> _Goal of the exercise_
Every line in the listing that holds "cutoff" counts once; state the total and nothing more.

> _Information supplied_
******************************
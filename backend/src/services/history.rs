//! Analysis history store
//!
//! Append-only persistence for analysis runs, plus the replay used to
//! warm the regional calibrator at startup.

use chrono::{DateTime, Utc};
use shared::{AnalysisRecord, NewAnalysis};
use sqlx::PgPool;

use crate::error::AppResult;

/// History store over the shared connection pool
#[derive(Clone)]
pub struct HistoryStore {
    db: PgPool,
}

/// Database row for an analysis record
#[derive(Debug, sqlx::FromRow)]
struct AnalysisRow {
    id: i64,
    created_at: DateTime<Utc>,
    lat: f64,
    lng: f64,
    solar_irradiance: f64,
    wind_speed: f64,
    elevation_m: f64,
    score: i32,
    grade: String,
    solar_score: f64,
    wind_score: f64,
    elevation_score: f64,
    recommendation: Option<String>,
    annual_energy_kwh: f64,
    annual_savings: f64,
    payback_years: f64,
    lifetime_profit: f64,
    ai_summary: Option<String>,
    ai_provider: Option<String>,
}

impl From<AnalysisRow> for AnalysisRecord {
    fn from(row: AnalysisRow) -> Self {
        AnalysisRecord {
            id: row.id,
            created_at: row.created_at,
            lat: row.lat,
            lng: row.lng,
            solar_irradiance: row.solar_irradiance,
            wind_speed: row.wind_speed,
            elevation_m: row.elevation_m,
            score: row.score,
            grade: row.grade,
            solar_score: row.solar_score,
            wind_score: row.wind_score,
            elevation_score: row.elevation_score,
            recommendation: row.recommendation,
            annual_energy_kwh: row.annual_energy_kwh,
            annual_savings: row.annual_savings,
            payback_years: row.payback_years,
            lifetime_profit: row.lifetime_profit,
            ai_summary: row.ai_summary,
            ai_provider: row.ai_provider,
        }
    }
}

const RECORD_COLUMNS: &str = "id, created_at, lat, lng, solar_irradiance, wind_speed, \
     elevation_m, score, grade, solar_score, wind_score, elevation_score, recommendation, \
     annual_energy_kwh, annual_savings, payback_years, lifetime_profit, ai_summary, ai_provider";

impl HistoryStore {
    /// Create a new HistoryStore
    pub fn new(db: PgPool) -> Self {
        Self { db }
    }

    /// Append one analysis run. Records are immutable once written.
    pub async fn append(&self, analysis: &NewAnalysis) -> AppResult<AnalysisRecord> {
        let row = sqlx::query_as::<_, AnalysisRow>(&format!(
            r#"
            INSERT INTO analyses (
                lat, lng, solar_irradiance, wind_speed, elevation_m,
                score, grade, solar_score, wind_score, elevation_score,
                recommendation, annual_energy_kwh, annual_savings,
                payback_years, lifetime_profit, ai_summary, ai_provider
            )
            VALUES ($1, $2, $3, $4, $5, $6, $7, $8, $9, $10, $11, $12, $13, $14, $15, $16, $17)
            RETURNING {RECORD_COLUMNS}
            "#
        ))
        .bind(analysis.lat)
        .bind(analysis.lng)
        .bind(analysis.solar_irradiance)
        .bind(analysis.wind_speed)
        .bind(analysis.elevation_m)
        .bind(analysis.score)
        .bind(&analysis.grade)
        .bind(analysis.solar_score)
        .bind(analysis.wind_score)
        .bind(analysis.elevation_score)
        .bind(&analysis.recommendation)
        .bind(analysis.annual_energy_kwh)
        .bind(analysis.annual_savings)
        .bind(analysis.payback_years)
        .bind(analysis.lifetime_profit)
        .bind(&analysis.ai_summary)
        .bind(&analysis.ai_provider)
        .fetch_one(&self.db)
        .await?;

        Ok(row.into())
    }

    /// All records created at or after the cutoff, oldest first. The
    /// calibrator warm-up depends on this ordering.
    pub async fn replay_since(&self, cutoff: DateTime<Utc>) -> AppResult<Vec<AnalysisRecord>> {
        let rows = sqlx::query_as::<_, AnalysisRow>(&format!(
            "SELECT {RECORD_COLUMNS} FROM analyses WHERE created_at >= $1 ORDER BY created_at ASC"
        ))
        .bind(cutoff)
        .fetch_all(&self.db)
        .await?;

        Ok(rows.into_iter().map(Into::into).collect())
    }

    /// Most recent records, newest first.
    pub async fn recent(&self, limit: i64) -> AppResult<Vec<AnalysisRecord>> {
        let rows = sqlx::query_as::<_, AnalysisRow>(&format!(
            "SELECT {RECORD_COLUMNS} FROM analyses ORDER BY created_at DESC LIMIT $1"
        ))
        .bind(limit)
        .fetch_all(&self.db)
        .await?;

        Ok(rows.into_iter().map(Into::into).collect())
    }
}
******************************
> _Completed exercise_
3